▸ Exercise objective:
Which lines below hold the word "name"? Copy all of them.

[Items listed in a dataset]
++++

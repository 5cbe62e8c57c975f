//! DQL language artifacts: dictionaries, term segmentation and candidate
//! collection.
//!
//! DQL is a filter language: `field : value` terms joined by `and`/`or`,
//! with `not` negation. There are no statements or commands, so the tree is
//! a flat term list and the rule space is small.

use std::collections::{HashMap, HashSet};
use std::sync::LazyLock;

use crate::cursor::CursorContext;
use crate::error::{ParseError, ParseErrorKind};
use crate::lexer::{offset_to_line_col, TokenInfo, TokenType};
use crate::parser::{DqlQuery, DqlTerm};
use crate::rules::{CandidateSet, RuleAction, RuleContext, RuleId};

use super::sql::LEXICAL_TOKENS;
use super::Template;

pub(crate) const KEYWORDS: &[(&str, TokenType)] = &[
    ("AND", TokenType::And),
    ("OR", TokenType::Or),
    ("NOT", TokenType::Not),
    ("TRUE", TokenType::True),
    ("FALSE", TokenType::False),
];

pub(crate) static TOKEN_DICTIONARY: LazyLock<HashMap<&'static str, TokenType>> =
    LazyLock::new(|| {
        LEXICAL_TOKENS
            .iter()
            .chain(KEYWORDS.iter())
            .copied()
            .collect()
    });

pub(crate) static IGNORED_TOKENS: LazyLock<HashSet<TokenType>> =
    LazyLock::new(|| [TokenType::Space, TokenType::Comment, TokenType::Eof].into());

/// DQL has no explicit comparison operator: the colon separates field and
/// value, and the value position follows immediately.
pub(crate) const OPERATORS: &[&str] = &[":"];

pub(crate) const COMPARISON_TOKENS: &[TokenType] = &[TokenType::Colon];

pub(crate) const TEMPLATES: &[Template] = &[];

pub(crate) const RULE_ACTIONS: &[(RuleId, &[RuleAction])] = &[
    (RuleId::FieldExpression, &[RuleAction::Columns]),
    (RuleId::ValueExpression, &[RuleAction::Predicate]),
];

pub(crate) fn keyword_surface(token: TokenType) -> Option<&'static str> {
    Some(match token {
        TokenType::And => "and",
        TokenType::Or => "or",
        TokenType::Not => "not",
        TokenType::True => "true",
        TokenType::False => "false",
        _ => return None,
    })
}

/// Splits the token stream into terms at `and`/`or` connectives.
pub(crate) fn build_query(
    query: &str,
    tokens: &[TokenInfo],
    errors: &mut Vec<ParseError>,
) -> DqlQuery {
    let mut result = DqlQuery::default();
    let mut term_start: Option<usize> = None;

    for (index, token) in tokens.iter().enumerate() {
        match token.token_type {
            TokenType::Space | TokenType::Comment => continue,
            TokenType::And | TokenType::Or | TokenType::Eof => {
                if let Some(start) = term_start.take() {
                    result.terms.push(DqlTerm {
                        tokens: start..index,
                    });
                }
                if token.token_type == TokenType::Eof {
                    break;
                }
            }
            TokenType::Unknown => {
                let (line, column) = offset_to_line_col(query, token.span.start);
                errors.push(ParseError::with_position(
                    format!("unexpected input `{}`", token.text.trim()),
                    line,
                    column,
                ));
            }
            _ => {
                if term_start.is_none() {
                    term_start = Some(index);
                }
            }
        }
    }

    check_trailing_completeness(query, tokens, errors);

    result
}

fn check_trailing_completeness(query: &str, tokens: &[TokenInfo], errors: &mut Vec<ParseError>) {
    let Some(last) = tokens
        .iter()
        .rev()
        .find(|t| !IGNORED_TOKENS.contains(&t.token_type))
    else {
        return;
    };
    if matches!(
        last.token_type,
        TokenType::Colon | TokenType::And | TokenType::Or | TokenType::Not | TokenType::Dot
    ) {
        let (line, column) = offset_to_line_col(query, last.span.start);
        errors.push(
            ParseError::with_position(
                format!("input ends after `{}`", last.text.trim()),
                line,
                column,
            )
            .with_kind(ParseErrorKind::UnexpectedEof),
        );
    }
}

pub(crate) fn collect_candidates(
    dql: &DqlQuery,
    tokens: &[TokenInfo],
    ctx: &CursorContext,
) -> CandidateSet {
    let mut candidates = CandidateSet::default();

    let Some(prev) = ctx.previous_token_index else {
        candidates.rule(RuleId::FieldExpression, RuleContext::starting_at(0));
        candidates.token(TokenType::Not);
        return candidates;
    };

    let prev_type = tokens[prev].token_type;

    match prev_type {
        TokenType::And | TokenType::Or | TokenType::LParen => {
            candidates.rule(RuleId::FieldExpression, RuleContext::starting_at(prev + 1));
            candidates.token(TokenType::Not);
        }
        TokenType::Not => {
            candidates.rule(RuleId::FieldExpression, RuleContext::starting_at(prev + 1));
        }
        TokenType::Colon => {
            let start = field_start(tokens, prev);
            candidates.rule(RuleId::ValueExpression, RuleContext::starting_at(start));
            candidates.extend_tokens(&[TokenType::True, TokenType::False]);
        }
        TokenType::Dot => {
            // Continuing a dotted field name.
            let start = field_start(tokens, prev + 1);
            candidates.rule(RuleId::FieldExpression, RuleContext::starting_at(start));
        }
        _ if prev_type.is_identifier() || prev_type.is_literal() => {
            if colon_before(dql, tokens, prev) {
                // A complete `field : value` term.
                candidates.extend_tokens(&[TokenType::And, TokenType::Or]);
            } else {
                candidates.token(TokenType::Colon);
            }
        }
        _ => {}
    }

    candidates
}

/// Walks back from the colon to the start of the (possibly dotted) field
/// reference.
fn field_start(tokens: &[TokenInfo], colon: usize) -> usize {
    let mut start = colon;
    let mut index = colon;
    loop {
        let Some(previous) = tokens[..index]
            .iter()
            .rposition(|t| !IGNORED_TOKENS.contains(&t.token_type))
        else {
            break;
        };
        match tokens[previous].token_type {
            t if t.is_identifier() => {
                start = previous;
                index = previous;
            }
            TokenType::Dot => {
                index = previous;
            }
            _ => break,
        }
    }
    start
}

/// Is there a colon earlier in the term containing `prev`?
fn colon_before(dql: &DqlQuery, tokens: &[TokenInfo], prev: usize) -> bool {
    dql.terms
        .iter()
        .find(|term| term.tokens.contains(&prev))
        .map(|term| {
            (term.tokens.start..prev).any(|i| tokens[i].token_type == TokenType::Colon)
        })
        .unwrap_or(false)
}

#[cfg(test)]
mod tests {
    use super::*;
    use crate::cursor::locate;
    use crate::lexer::tokenize;
    use crate::types::Language;

    fn candidates_at_end(query: &str) -> CandidateSet {
        let (tokens, mut errors) = tokenize(query, Language::Dql);
        let dql = build_query(query, &tokens, &mut errors);
        let ctx = locate(&tokens, query.len(), &IGNORED_TOKENS);
        collect_candidates(&dql, &tokens, &ctx)
    }

    #[test]
    fn test_empty_query_offers_fields() {
        let candidates = candidates_at_end("");
        assert!(candidates.rules.contains_key(&RuleId::FieldExpression));
        assert!(candidates.tokens.contains(&TokenType::Not));
    }

    #[test]
    fn test_after_field_offers_colon() {
        let candidates = candidates_at_end("status ");
        assert!(candidates.tokens.contains(&TokenType::Colon));
    }

    #[test]
    fn test_after_colon_visits_value_rule() {
        let candidates = candidates_at_end("status : ");
        let ctx = candidates
            .rules
            .get(&RuleId::ValueExpression)
            .expect("value rule");
        // The rule starts at the field token so the walker can resolve the
        // column name.
        assert_eq!(ctx.start_token_index, 0);
    }

    #[test]
    fn test_dotted_field_value_rule_starts_at_field_head() {
        let candidates = candidates_at_end("machine.os : ");
        let ctx = candidates
            .rules
            .get(&RuleId::ValueExpression)
            .expect("value rule");
        assert_eq!(ctx.start_token_index, 0);
    }

    #[test]
    fn test_complete_term_offers_connectives() {
        let candidates = candidates_at_end("status : 200 ");
        assert!(candidates.tokens.contains(&TokenType::And));
        assert!(candidates.tokens.contains(&TokenType::Or));
    }

    #[test]
    fn test_after_connective_offers_fields() {
        let candidates = candidates_at_end("status : 200 and ");
        assert!(candidates.rules.contains_key(&RuleId::FieldExpression));
    }

    #[test]
    fn test_trailing_colon_records_eof_error() {
        let query = "status :";
        let (tokens, mut errors) = tokenize(query, Language::Dql);
        build_query(query, &tokens, &mut errors);
        assert!(errors
            .iter()
            .any(|e| e.kind == ParseErrorKind::UnexpectedEof));
    }
}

++++

▸ Expected answer:
            // Continuing a dotted field name.
        // column name.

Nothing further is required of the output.